Which neighbourhood in Toronto is best for two young people just starting out?
October 24, 2005 10:59 AM   Subscribe

Moving to Toronto-filter. I'm trying to decide between Midtown, Yonge and Eglinton, Yonge and St. Clair; or something more in the West end, like Queen and Dufferin, King and Dufferin, etc. If any Mefites live in the area, what are your experiences? How livable is the West end, really?

Here's the back story. I'm a twenty-something just finishing up graduate school and about to join the working world. My girlfriend just about to start her grad school experience. We're looking for easy access to transit, as well as some infrastructure nearby like grocery stores, markets, etc.

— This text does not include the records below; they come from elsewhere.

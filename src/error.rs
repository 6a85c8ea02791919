//! Error types for rosgate
//!
//! Provides a unified error type for all operations. Callers that need to
//! branch (retry, HTTP status) should match on [`RosgateError::kind`] rather than on
//! message text.

use thiserror::Error;

/// Result type alias using the crate error
pub type Result<T> = std::result::Result<T, RosgateError>;

/// Unified error type for rosgate operations
#[derive(Debug, Error)]
pub enum RosgateError {
    // -------------------------------------------------------------------------
    // Transport Errors
    // -------------------------------------------------------------------------
    #[error("connection error: {0}")]
    Connection(String),

    #[error("IO error: {0}")]
    Io(#[from] std::io::Error),

    // -------------------------------------------------------------------------
    // Device Errors
    // -------------------------------------------------------------------------
    #[error("login failed: {0}")]
    Authentication(String),

    #[error("RouterOS error: {0}")]
    Protocol(String),

    // -------------------------------------------------------------------------
    // Caller Errors
    // -------------------------------------------------------------------------
    #[error("invalid request: {0}")]
    Validation(String),

    #[error("command not allowed: {0}")]
    SafetyPolicy(String),

    #[error("malformed request: {0}")]
    Serialization(#[from] serde_json::Error),
}

/// Coarse classification of an [`RosgateError`]
#[derive(Debug, Clone, Copy, PartialEq, Eq)]
pub enum ErrorKind {
    Connection,
    Authentication,
    Protocol,
    Validation,
    SafetyPolicy,
}

impl RosgateError {
    /// Classify this error
    pub fn kind(&self) -> ErrorKind {
        match self {
            RosgateError::Connection(_) | RosgateError::Io(_) => ErrorKind::Connection,
            RosgateError::Authentication(_) => ErrorKind::Authentication,
            RosgateError::Protocol(_) => ErrorKind::Protocol,
            RosgateError::Validation(_) | RosgateError::Serialization(_) => ErrorKind::Validation,
            RosgateError::SafetyPolicy(_) => ErrorKind::SafetyPolicy,
        }
    }

    /// HTTP status the collaborator layer should answer with
    pub fn status_code(&self) -> u16 {
        match self.kind() {
            ErrorKind::Validation => 400,
            ErrorKind::Authentication => 401,
            ErrorKind::SafetyPolicy => 403,
            ErrorKind::Connection | ErrorKind::Protocol => 502,
        }
    }

    /// Map a socket error into the connection kind, naming timeouts explicitly
    pub(crate) fn from_io(context: &str, err: std::io::Error) -> Self {
        match err.kind() {
            std::io::ErrorKind::WouldBlock | std::io::ErrorKind::TimedOut => {
                RosgateError::Connection(format!("{context}: timed out"))
            }
            _ => RosgateError::Connection(format!("{context}: {err}")),
        }
    }
}
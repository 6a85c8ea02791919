//! Sentence framing
//!
//! A sentence is a run of length-prefixed words closed by a zero-length word.
//! Readers return `None` when the stream ends, which is distinct from an
//! empty sentence (a bare terminator).

use std::io::{Read, Write};

use bytes::{BufMut, BytesMut};

use super::codec::{decode_length, put_length, read_or_eof, MAX_LENGTH_PREFIX};
use crate::error::{Result, RosgateError};

/// One protocol word
pub type Word = Vec<u8>;

/// An ordered sequence of words, without its terminator
#[derive(Debug, Clone, Default, PartialEq, Eq)]
pub struct Sentence {
    words: Vec<Word>,
}

impl Sentence {
    pub fn new(words: Vec<Word>) -> Self {
        Self { words }
    }

    /// Build a sentence from text words
    pub fn from_strs<S: AsRef<str>>(words: &[S]) -> Self {
        Self {
            words: words.iter().map(|w| w.as_ref().as_bytes().to_vec()).collect(),
        }
    }

    pub fn words(&self) -> &[Word] {
        &self.words
    }

    /// First word, the reply marker for device replies
    pub fn first(&self) -> Option<&[u8]> {
        self.words.first().map(Vec::as_slice)
    }

    pub fn is_empty(&self) -> bool {
        self.words.is_empty()
    }

    /// Words as lossy UTF-8, for logging and tests
    pub fn to_strings(&self) -> Vec<String> {
        self.words
            .iter()
            .map(|w| String::from_utf8_lossy(w).into_owned())
            .collect()
    }
}

// =============================================================================
// Encoding
// =============================================================================

/// Encode words plus terminator into one buffer
pub fn encode_sentence<W: AsRef<[u8]>>(words: &[W]) -> Result<BytesMut> {
    let body: usize = words.iter().map(|w| w.as_ref().len() + MAX_LENGTH_PREFIX).sum();
    let mut buf = BytesMut::with_capacity(body + 1);

    for word in words {
        let word = word.as_ref();
        let len = u32::try_from(word.len()).map_err(|_| {
            RosgateError::Protocol(format!("word too long: {} bytes", word.len()))
        })?;
        put_length(&mut buf, len);
        buf.put_slice(word);
    }
    put_length(&mut buf, 0);

    Ok(buf)
}

/// Write a complete sentence and flush
pub fn write_sentence<W: Write, T: AsRef<[u8]>>(writer: &mut W, words: &[T]) -> Result<()> {
    let buf = encode_sentence(words)?;
    writer
        .write_all(&buf)
        .and_then(|_| writer.flush())
        .map_err(|e| RosgateError::from_io("writing to device", e))
}

// =============================================================================
// Decoding
// =============================================================================

/// Read one word
///
/// Returns `Some(vec![])` for the terminator and `None` at end-of-stream.
pub fn read_word<R: Read>(reader: &mut R, max_len: u32) -> Result<Option<Word>> {
    let len = match decode_length(reader)? {
        Some(len) => len,
        None => return Ok(None),
    };

    if len > max_len {
        return Err(RosgateError::Protocol(format!(
            "word too large: {} bytes (max {})",
            len, max_len
        )));
    }

    let mut word = vec![0u8; len as usize];
    if len > 0 && !read_or_eof(reader, &mut word)? {
        return Ok(None);
    }

    Ok(Some(word))
}

/// Read words until a terminator
pub fn read_sentence<R: Read>(reader: &mut R, max_len: u32) -> Result<Option<Sentence>> {
    let mut words = Vec::new();

    loop {
        match read_word(reader, max_len)? {
            None => return Ok(None),
            Some(word) if word.is_empty() => return Ok(Some(Sentence::new(words))),
            Some(word) => words.push(word),
        }
    }
}
//! Action names
//!
//! The fixed set of high-level operations callers may request.

use std::fmt;
use std::str::FromStr;

use crate::error::RosgateError;

/// Named high-level actions
#[derive(Debug, Clone, Copy, PartialEq, Eq, Hash)]
pub enum Action {
    TestConnection,
    Interfaces,
    IpAddresses,
    PppActive,
    HotspotActive,
    PppProfiles,
    PppSecrets,
    Log,
    PppSetDisabled,
    PppAddSecret,
    Batch,
    Run,
}

impl Action {
    pub const ALL: [Action; 12] = [
        Action::TestConnection,
        Action::Interfaces,
        Action::IpAddresses,
        Action::PppActive,
        Action::HotspotActive,
        Action::PppProfiles,
        Action::PppSecrets,
        Action::Log,
        Action::PppSetDisabled,
        Action::PppAddSecret,
        Action::Batch,
        Action::Run,
    ];

    /// Wire name used in requests
    pub fn name(self) -> &'static str {
        match self {
            Action::TestConnection => "test_connection",
            Action::Interfaces => "interfaces",
            Action::IpAddresses => "ip_addresses",
            Action::PppActive => "ppp_active",
            Action::HotspotActive => "hotspot_active",
            Action::PppProfiles => "ppp_profiles",
            Action::PppSecrets => "ppp_secrets",
            Action::Log => "log",
            Action::PppSetDisabled => "ppp_set_disabled",
            Action::PppAddSecret => "ppp_add_secret",
            Action::Batch => "batch",
            Action::Run => "run",
        }
    }

    /// Command path of single-listing actions
    pub fn listing_path(self) -> Option<&'static str> {
        match self {
            Action::Interfaces => Some("/interface/print"),
            Action::IpAddresses => Some("/ip/address/print"),
            Action::PppActive => Some("/ppp/active/print"),
            Action::HotspotActive => Some("/ip/hotspot/active/print"),
            Action::PppProfiles => Some("/ppp/profile/print"),
            Action::PppSecrets => Some("/ppp/secret/print"),
            _ => None,
        }
    }

    /// Whether this action may appear inside a batch
    pub fn batchable(self) -> bool {
        !matches!(self, Action::Batch | Action::Run)
    }
}

impl fmt::Display for Action {
    fn fmt(&self, f: &mut fmt::Formatter<'_>) -> fmt::Result {
        f.write_str(self.name())
    }
}

impl FromStr for Action {
    type Err = RosgateError;

    fn from_str(s: &str) -> Result<Self, Self::Err> {
        Action::ALL
            .iter()
            .copied()
            .find(|a| a.name() == s)
            .ok_or_else(|| RosgateError::Validation(format!("unknown action {s:?}")))
    }
}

I know the Yonge and Eg area pretty well, although I've never actually lived there. It seems to be a mecca for the 23-29 age group. I'm not nearly as familiar with the King/Queen and Dufferin areas. Those seem like the two front-runners for a reasonable amount of space in the $1000-1250 per month price range.

So, this is a general question. Are the neighboruhoods livable? Loud? Is the King streetcar a pain in the ass to take every morning? And on and on... any relevant experiences or advice would be lovely. Or even alternate neighbourhood suggestions.

(Extra points if this causes some kind of turf-war between "Young and Eligible" and the West Village.)
posted by generichuman to Society & Culture (27 answers total) 1 user marked this as a favorite
I'm at Yonge and Davisville (right between Eglinton and St. Clair). I find it very middle-of-the-road. It's not the soul destroying car-requiring depot depot wasteland of the dreaded suburbs, but neither is it the happening downtown scene. (Can you tell which direction I'm thinking of moving in?)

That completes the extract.